Inflamm Res. 1999 Jul;48(7):380-5. doi: 10.1007/s000110050475.
To study the effect of cellular cAMP-increasing agents on Propionibacterium acnes (P. acnes) and lipopolysaccharide (LPS)-induced mouse hepatitis.
Male BALB/c mice were used. Macrophages/Kupffer cells isolated from P. acnes-primed murine liver were used for the in vitro study.
Type IV phosphodiesterase (PDE)-specific inhibitor, rolipram, was administered (10, 30 mg/kg, p. o.). Dibutyryl cyclic AMP (dbcAMP) was injected (10, 100 mg/kg, i.p.) into the mice.

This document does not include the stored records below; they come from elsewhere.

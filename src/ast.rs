//! Abstract Syntax Tree types

use crate::lexer::Span;
use crate::value::JsString;

/// A complete compilation unit
#[derive(Debug, Clone)]
pub struct Program {
    pub body: Vec<Statement>,
    /// Bare expression statements produce the unit's completion value
    pub eval_mode: bool,
}

// ============ STATEMENTS ============

#[derive(Debug, Clone)]
pub enum Statement {
    VariableDeclaration(VariableDeclaration),
    FunctionDeclaration(Box<FunctionLiteral>),

    Block(BlockStatement),
    If(IfStatement),
    Switch(SwitchStatement),
    For(ForStatement),
    ForIn(ForInStatement),
    While(WhileStatement),
    DoWhile(DoWhileStatement),
    Try(TryStatement),
    With(WithStatement),

    Return(ReturnStatement),
    Break(BreakStatement),
    Continue(ContinueStatement),
    Throw(ThrowStatement),

    Expression(ExpressionStatement),
    Empty(Span),
    Labeled(LabeledStatement),
}

impl Statement {
    pub fn span(&self) -> Span {
        match self {
            Statement::VariableDeclaration(s) => s.span,
            Statement::FunctionDeclaration(s) => s.span,
            Statement::Block(s) => s.span,
            Statement::If(s) => s.span,
            Statement::Switch(s) => s.span,
            Statement::For(s) => s.span,
            Statement::ForIn(s) => s.span,
            Statement::While(s) => s.span,
            Statement::DoWhile(s) => s.span,
            Statement::Try(s) => s.span,
            Statement::With(s) => s.span,
            Statement::Return(s) => s.span,
            Statement::Break(s) => s.span,
            Statement::Continue(s) => s.span,
            Statement::Throw(s) => s.span,
            Statement::Expression(s) => s.span,
            Statement::Empty(span) => *span,
            Statement::Labeled(s) => s.span,
        }
    }

    /// Loops are the only valid `continue` targets
    pub fn is_loop(&self) -> bool {
        matches!(
            self,
            Statement::For(_) | Statement::ForIn(_) | Statement::While(_) | Statement::DoWhile(_)
        )
    }
}

#[derive(Debug, Clone)]
pub struct ExpressionStatement {
    pub expression: Expression,
    pub span: Span,
}

#[derive(Debug, Clone)]
pub struct BlockStatement {
    pub body: Vec<Statement>,
    pub span: Span,
}

#[derive(Debug, Clone)]
pub struct VariableDeclaration {
    pub kind: VariableKind,
    pub declarations: Vec<VariableDeclarator>,
    pub span: Span,
}

#[derive(Debug, Clone, Copy, PartialEq, Eq)]
pub enum VariableKind {
    Var,
    Let,
    Const,
}

impl VariableKind {
    pub fn is_lexical(self) -> bool {
        self != VariableKind::Var
    }
}

#[derive(Debug, Clone)]
pub struct VariableDeclarator {
    pub id: Identifier,
    pub init: Option<Expression>,
    pub span: Span,
}

/// Function declaration or expression
#[derive(Debug, Clone)]
pub struct FunctionLiteral {
    pub id: Option<Identifier>,
    pub params: Vec<Identifier>,
    pub body: Vec<Statement>,
    /// Declarations bind their name in the enclosing scope; named
    /// expressions bind it inside their own scope
    pub is_declaration: bool,
    /// Byte range of the source text, reported by `toString`
    pub source_start: usize,
    pub source_end: usize,
    pub span: Span,
}

#[derive(Debug, Clone)]
pub struct IfStatement {
    pub test: Expression,
    pub consequent: Box<Statement>,
    pub alternate: Option<Box<Statement>>,
    pub span: Span,
}

#[derive(Debug, Clone)]
pub struct SwitchStatement {
    pub discriminant: Expression,
    pub cases: Vec<SwitchCase>,
    pub span: Span,
}

#[derive(Debug, Clone)]
pub struct SwitchCase {
    /// None for `default`
    pub test: Option<Expression>,
    pub consequent: Vec<Statement>,
    pub span: Span,
}

#[derive(Debug, Clone)]
pub struct ForStatement {
    pub init: Option<ForInit>,
    pub test: Option<Expression>,
    pub update: Option<Expression>,
    pub body: Box<Statement>,
    pub span: Span,
}

#[derive(Debug, Clone)]
pub enum ForInit {
    Variable(VariableDeclaration),
    Expression(Expression),
}

#[derive(Debug, Clone)]
pub struct ForInStatement {
    pub left: ForInLeft,
    pub right: Expression,
    pub body: Box<Statement>,
    pub span: Span,
}

#[derive(Debug, Clone)]
pub enum ForInLeft {
    Variable(VariableDeclaration),
    Expression(Expression),
}

#[derive(Debug, Clone)]
pub struct WhileStatement {
    pub test: Expression,
    pub body: Box<Statement>,
    pub span: Span,
}

#[derive(Debug, Clone)]
pub struct DoWhileStatement {
    pub body: Box<Statement>,
    pub test: Expression,
    pub span: Span,
}

#[derive(Debug, Clone)]
pub struct TryStatement {
    pub block: BlockStatement,
    pub handler: Option<CatchClause>,
    pub finalizer: Option<BlockStatement>,
    pub span: Span,
}

#[derive(Debug, Clone)]
pub struct CatchClause {
    pub param: Identifier,
    pub body: BlockStatement,
    pub span: Span,
}

#[derive(Debug, Clone)]
pub struct WithStatement {
    pub object: Expression,
    pub body: Box<Statement>,
    pub span: Span,
}

#[derive(Debug, Clone)]
pub struct ReturnStatement {
    pub argument: Option<Expression>,
    pub span: Span,
}

#[derive(Debug, Clone)]
pub struct BreakStatement {
    pub label: Option<Identifier>,
    pub span: Span,
}

#[derive(Debug, Clone)]
pub struct ContinueStatement {
    pub label: Option<Identifier>,
    pub span: Span,
}

#[derive(Debug, Clone)]
pub struct ThrowStatement {
    pub argument: Expression,
    pub span: Span,
}

#[derive(Debug, Clone)]
pub struct LabeledStatement {
    pub label: Identifier,
    pub body: Box<Statement>,
    pub span: Span,
}

// ============ EXPRESSIONS ============

#[derive(Debug, Clone)]
pub enum Expression {
    Literal(Literal),
    Array(ArrayExpression),
    Object(ObjectExpression),
    Function(Box<FunctionLiteral>),

    Identifier(Identifier),
    This(Span),

    Unary(UnaryExpression),
    Binary(BinaryExpression),
    Logical(LogicalExpression),
    Conditional(ConditionalExpression),
    Assignment(AssignmentExpression),
    Update(UpdateExpression),
    Sequence(SequenceExpression),

    Member(MemberExpression),
    Call(CallExpression),
    New(NewExpression),
}

impl Expression {
    pub fn span(&self) -> Span {
        match self {
            Expression::Literal(l) => l.span,
            Expression::Array(a) => a.span,
            Expression::Object(o) => o.span,
            Expression::Function(f) => f.span,
            Expression::Identifier(i) => i.span,
            Expression::This(s) => *s,
            Expression::Unary(u) => u.span,
            Expression::Binary(b) => b.span,
            Expression::Logical(l) => l.span,
            Expression::Conditional(c) => c.span,
            Expression::Assignment(a) => a.span,
            Expression::Update(u) => u.span,
            Expression::Sequence(s) => s.span,
            Expression::Member(m) => m.span,
            Expression::Call(c) => c.span,
            Expression::New(n) => n.span,
        }
    }
}

#[derive(Debug, Clone)]
pub struct Literal {
    pub value: LiteralValue,
    pub span: Span,
}

#[derive(Debug, Clone, PartialEq)]
pub enum LiteralValue {
    Null,
    Boolean(bool),
    Number(f64),
    String(JsString),
    RegExp { pattern: String, flags: String },
}

#[derive(Debug, Clone)]
pub struct Identifier {
    pub name: JsString,
    pub span: Span,
}

#[derive(Debug, Clone)]
pub struct ArrayExpression {
    /// `None` marks a hole (`[1,,2]`)
    pub elements: Vec<Option<Expression>>,
    pub span: Span,
}

#[derive(Debug, Clone)]
pub struct ObjectExpression {
    pub properties: Vec<Property>,
    pub span: Span,
}

#[derive(Debug, Clone)]
pub struct Property {
    /// Identifier, string or canonical number text
    pub key: JsString,
    pub value: Expression,
    pub kind: PropertyKind,
    pub span: Span,
}

#[derive(Debug, Clone, Copy, PartialEq, Eq)]
pub enum PropertyKind {
    Init,
    Get,
    Set,
}

#[derive(Debug, Clone)]
pub struct UnaryExpression {
    pub operator: UnaryOp,
    pub argument: Box<Expression>,
    pub span: Span,
}

#[derive(Debug, Clone, Copy, PartialEq, Eq)]
pub enum UnaryOp {
    Minus,  // -
    Plus,   // +
    Not,    // !
    BitNot, // ~
    Typeof, // typeof
    Void,   // void
    Delete, // delete
}

#[derive(Debug, Clone)]
pub struct BinaryExpression {
    pub operator: BinaryOp,
    pub left: Box<Expression>,
    pub right: Box<Expression>,
    pub span: Span,
}

#[derive(Debug, Clone, Copy, PartialEq, Eq)]
pub enum BinaryOp {
    // Arithmetic
    Add, // +
    Sub, // -
    Mul, // *
    Div, // /
    Mod, // %

    // Comparison
    Eq,          // ==
    NotEq,       // !=
    StrictEq,    // ===
    StrictNotEq, // !==
    Lt,          // <
    LtEq,        // <=
    Gt,          // >
    GtEq,        // >=

    // Bitwise
    BitAnd,  // &
    BitOr,   // |
    BitXor,  // ^
    LShift,  // <<
    RShift,  // >>
    URShift, // >>>

    // Other
    In,         // in
    Instanceof, // instanceof
}

#[derive(Debug, Clone)]
pub struct LogicalExpression {
    pub operator: LogicalOp,
    pub left: Box<Expression>,
    pub right: Box<Expression>,
    pub span: Span,
}

#[derive(Debug, Clone, Copy, PartialEq, Eq)]
pub enum LogicalOp {
    And, // &&
    Or,  // ||
}

#[derive(Debug, Clone)]
pub struct ConditionalExpression {
    pub test: Box<Expression>,
    pub consequent: Box<Expression>,
    pub alternate: Box<Expression>,
    pub span: Span,
}

#[derive(Debug, Clone)]
pub struct AssignmentExpression {
    /// `None` for plain `=`; otherwise the compound operator
    pub operator: Option<BinaryOp>,
    /// Identifier, member or (invalid at run time) call expression
    pub left: Box<Expression>,
    pub right: Box<Expression>,
    pub span: Span,
}

#[derive(Debug, Clone)]
pub struct UpdateExpression {
    pub increment: bool,
    pub prefix: bool,
    pub argument: Box<Expression>,
    pub span: Span,
}

#[derive(Debug, Clone)]
pub struct SequenceExpression {
    pub expressions: Vec<Expression>,
    pub span: Span,
}

#[derive(Debug, Clone)]
pub struct MemberExpression {
    pub object: Box<Expression>,
    pub property: MemberProperty,
    pub span: Span,
}

#[derive(Debug, Clone)]
pub enum MemberProperty {
    /// `obj.name`
    Identifier(Identifier),
    /// `obj[expr]`
    Expression(Box<Expression>),
}

#[derive(Debug, Clone)]
pub struct CallExpression {
    pub callee: Box<Expression>,
    pub arguments: Vec<Expression>,
    pub span: Span,
}

#[derive(Debug, Clone)]
pub struct NewExpression {
    pub callee: Box<Expression>,
    pub arguments: Vec<Expression>,
    pub span: Span,
}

Plasma TNFalpha estimated by the use of an L-929 cell cytotoxic assay and plasma transaminase activities were measured for the in vivo study. The LPS-induced production of TNFalpha in vitro from the cultured macrophage/Kupffer cells was determined by ELISA.
Rolipram suppressed the elevation of plasma transaminases induced by injection of LPS, and dbcAMP had a tendency to suppress them. Both agents attenuated the LPS-induced release of TNFalpha in vivo, and suppressed the TNFalpha production from the cultured macrophage/Kupffer cells.
These results suggest that rolipram and dbcAMP have potential to inhibit TNFalpha production from activated macrophage/Kupffer cells, and it may be partially involved in the protecting effect in the P. acnes/LPS hepatitis model.
研究细胞内环磷酸腺苷(cAMP)升高剂对痤疮丙酸杆菌(P. acnes)和脂多糖(LPS)诱导的小鼠肝炎的影响。
使用雄性BALB/c小鼠。从经痤疮丙酸杆菌致敏的小鼠肝脏中分离出的巨噬细胞/库普弗细胞用于体外研究。
给予IV型磷酸二酯酶(PDE)特异性抑制剂咯利普兰(10、30mg/kg,口服)。将二丁酰环磷酸腺苷(dbcAMP)(10、100mg/kg,腹腔注射)注入小鼠体内。
通过L-929细胞细胞毒性试验评估血浆肿瘤坏死因子α(TNFα),并测量血浆转氨酶活性用于体内研究。通过酶联免疫吸附测定法(ELISA)测定培养的巨噬细胞/库普弗细胞在体外由LPS诱导产生的TNFα。
咯利普兰抑制了注射LPS诱导的血浆转氨酶升高,dbcAMP有抑制它们的趋势。两种药物均减弱了LPS在体内诱导的TNFα释放,并抑制了培养的巨噬细胞/库普弗细胞产生TNFα。
这些结果表明,咯利普兰和dbcAMP有潜力抑制活化的巨噬细胞/库普弗细胞产生TNFα,并且这可能部分参与了痤疮丙酸杆菌/LPS肝炎模型中的保护作用。